Episode #
17
Evolving as Human Beings to Use Capitalism for the Greater Good with Common CEO Mark Eckhardt
COMMON Foundation combines the power of an incubator with philanthropy and social entrepreneurship to support, promote and develop non-profit ideas and organizations in the US and abroad for the benefit of people, planet, and peace. Prior to becoming the CEO of COMMON LLC, Mark Eckhardt was a principal at UFUSE Visionary Strategy Management, a global consulting firm devoted to unleashing creativity and helping entrepreneurs produce outstanding results through innovative business strategies, organizational design, and alignment of partnerships. Mark is also a Zen Buddhist Priest who has dedicated his life to transforming the nature of capitalism through social and environmental entrepreneurship. Mark joined us at Cause and Purpose to share the lessons he has learned through an entire career of conscious impact-building within capitalism.
1:17
This led him to discover Buddhism. With a big hole in his heart and a lot of questions about who he needed to be in order to make a real difference, Mark met a Buddhist priest who introduced him to the ideas of really understanding oneself, self-mastery, and the exact qualities he had admired in his mentors. The Santa Monica Zen Center was where he trained and practiced Zen Buddhism, which had an amazing lineage in the world of Zen. This is where Mark learned about the challenges of teacher student power dynamics and how to understand the political chaos unfolding in the U.S. at the time. However, he also learned to understand the distinction between what is real and what isn’t. He learned how to work with people with very different interpretations of what the world is, a skill he uses today in his current venture. About 8 years in, he took his vows to become a priest.
“All of us are seeking the same thing and it can be articulated as having the experience of love, being loved, knowing that you matter, that people care, and that you actually have a path to realize about what you are supposed to do here with your time.”
What came out of his time at the Buddhist center led him to creating his current venture, Common Foundation, which uses a strategy called maniacal business attack. Organizations hire his foundation to respond to a challenge: a change in their market, an internal culture challenge, pursuing a new opportunity, etc. Common creates a space to bring groups of strangers together with the client’s team, with very different backgrounds and points of views, in order to create a breakdown that results in revealing what has been preventing a massive thrust forward in the organization. It’s a powerful process that creates incredible results and is unlike other business strategies.

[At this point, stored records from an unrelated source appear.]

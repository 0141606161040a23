//! Tracing and Sentry setup shared by both binaries.

use sentry::integrations::tracing as sentry_tracing;
use tracing_subscriber::{layer::SubscriberExt, util::SubscriberInitExt};

use crate::config::Config;

/// Initialize Sentry error tracking and return the guard that must be kept
/// alive. Returns `None` when no DSN is configured.
#[must_use]
pub fn init_sentry(config: &Config) -> Option<sentry::ClientInitGuard> {
    let dsn = config.sentry_dsn.as_ref()?;

    let guard = sentry::init((
        dsn.as_str(),
        sentry::ClientOptions {
            release: sentry::release_name!(),
            environment: config
                .sentry_environment
                .clone()
                .map(std::borrow::Cow::Owned),
            attach_stacktrace: true,
            ..Default::default()
        },
    ));

    tracing::info!("Sentry initialized");
    Some(guard)
}

/// Filter tracing events to Sentry event types.
fn sentry_event_filter(metadata: &tracing::Metadata<'_>) -> sentry_tracing::EventFilter {
    match *metadata.level() {
        tracing::Level::ERROR | tracing::Level::WARN => sentry_tracing::EventFilter::Event,
        tracing::Level::INFO | tracing::Level::DEBUG => sentry_tracing::EventFilter::Breadcrumb,
        _ => sentry_tracing::EventFilter::Ignore,
    }
}

/// Install the global tracing subscriber.
///
/// `default_filter` applies when `RUST_LOG` is unset. Output is JSON when
/// `LOG_FORMAT=json`, human-readable otherwise.
pub fn init_tracing(default_filter: &str) {
    let env_filter = tracing_subscriber::EnvFilter::try_from_default_env()
        .unwrap_or_else(|_| default_filter.into());

    let is_json = std::env::var("LOG_FORMAT").is_ok_and(|v| v.eq_ignore_ascii_case("json"));
    let json_layer =
        is_json.then(|| tracing_subscriber::fmt::layer().json().flatten_event(true));
    let text_layer = (!is_json).then(tracing_subscriber::fmt::layer);

    tracing_subscriber::registry()
        .with(env_filter)
        .with(json_layer)
        .with(text_layer)
        .with(sentry_tracing::layer().event_filter(sentry_event_filter))
        .init();
}

#[cfg(test)]
mod tests {
    use super::*;

    #[test]
    fn test_sentry_disabled_without_dsn() {
        let config = Config::from_lookup(|key| match key {
            "JWT_SECRET" => Some("aB3$xY9!mK2@nL5#pQ7&rT0*uW4^zC6%".to_string()),
            _ => None,
        })
        .unwrap_or_else(|e| panic!("config: {e}"));

        assert!(init_sentry(&config).is_none());
    }
}
//! Payment RPC commands.
//!
//! # Environment Variables
//!
//! - `PAYMENT_SERVICE_BASE_URI` - Payment service address (default: <http://localhost:9061>)
//! - `JWT_SECRET` - Needed only with `--user`

use cartpay_payment::PaymentClient;
use cartpay_payment::proto::PaymentResponse;

use super::CliError;
use super::token::issue_token;

const DEFAULT_ENDPOINT: &str = "http://localhost:9061";

/// How to authenticate RPC calls.
pub enum Credentials {
    /// Use an existing token.
    Token(String),
    /// Issue a token for this user id.
    User(String),
    /// Send no token; the server will reject the call.
    None,
}

/// One payment operation.
pub enum PaymentAction {
    Create { amount: f64 },
    List,
    Get { id: String },
    Delete { id: String },
}

/// Accept `host:port` as well as a full URI.
fn normalize_endpoint(endpoint: &str) -> String {
    if endpoint.contains("://") {
        endpoint.to_owned()
    } else {
        format!("http://{endpoint}")
    }
}

/// Connect, authenticate, perform `action` and print the result.
pub async fn run(
    endpoint: Option<String>,
    credentials: Credentials,
    action: PaymentAction,
) -> Result<(), CliError> {
    let endpoint = endpoint
        .or_else(|| std::env::var("PAYMENT_SERVICE_BASE_URI").ok())
        .unwrap_or_else(|| DEFAULT_ENDPOINT.to_owned());
    let endpoint = normalize_endpoint(&endpoint);

    let token = match credentials {
        Credentials::Token(token) => Some(token),
        Credentials::User(user) => Some(issue_token(&user)?),
        Credentials::None => None,
    };

    tracing::info!("Connecting to payment service at {}", endpoint);
    let mut client = PaymentClient::connect(endpoint).await?;
    if let Some(token) = token {
        client = client.with_token(&token)?;
    }

    match action {
        PaymentAction::Create { amount } => print_payment(&client.create_payment(amount).await?),
        PaymentAction::List => {
            for payment in client.get_all_payments().await? {
                print_payment(&payment);
            }
        }
        PaymentAction::Get { id } => print_payment(&client.get_payment_by_id(&id).await?),
        PaymentAction::Delete { id } => {
            let message = client.delete_payment(&id).await?;
            #[allow(clippy::print_stdout)]
            {
                println!("{message}");
            }
        }
    }
    Ok(())
}

#[allow(clippy::print_stdout)]
fn print_payment(payment: &PaymentResponse) {
    println!("{}\t{}", payment.id, payment.amount);
}

#[cfg(test)]
mod tests {
    use super::*;

    #[test]
    fn test_normalize_endpoint() {
        assert_eq!(normalize_endpoint("localhost:9061"), "http://localhost:9061");
        assert_eq!(
            normalize_endpoint("https://payments.internal:443"),
            "https://payments.internal:443"
        );
    }
}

“I see business as a vehicle for expression and as a vehicle to pursue what matters to you.”
Very early on in Mark’s work, he saw that as soon as a group or individual crafted a vision for the world that was huge and aspirational, it would just pull them over the cliff with its magnitude. They would freak out and be overwhelmed. Instead, he learned to see vision as an experience that you can engineer and amplify to allow people to incorporate into their own self-narrative. It becomes part of who they are and how they want the world to see them and interact with them. This led him to the world of brand and storytelling and his passion for it.
In Mark’s eyes, the world of capitalism is an invitation to anyone with an idea that will be meaningful to create a powerful solution. It can be beautiful and it can be brutal. It can be bigger than oneself and create amazing scale and impact. The results largely rest on the leadership of a company and their values. While the pandemic has revealed the fragility of capitalism, it has also shown us the impact of capitalism on our environment. Founded on the idea of neo-liberalism, capitalism has run us aground by going unchecked for too long.
“Wait a minute, maybe we do need to start taking account . . . for the externalities of what it means to bring a product all the way to market.”
The three things Mark believes are critical to turning around capitalism are these: one, we each need to develop our ability to make sense of the world around us as accurately as we are capable of. Two, we need to develop the ability to really sit with other people’s experience. Three, we need to continually develop the ability to be self-aware. That means catching our own biases and preventing ourselves from engaging in harmful behavior. As a summary, we need to evolve as human beings.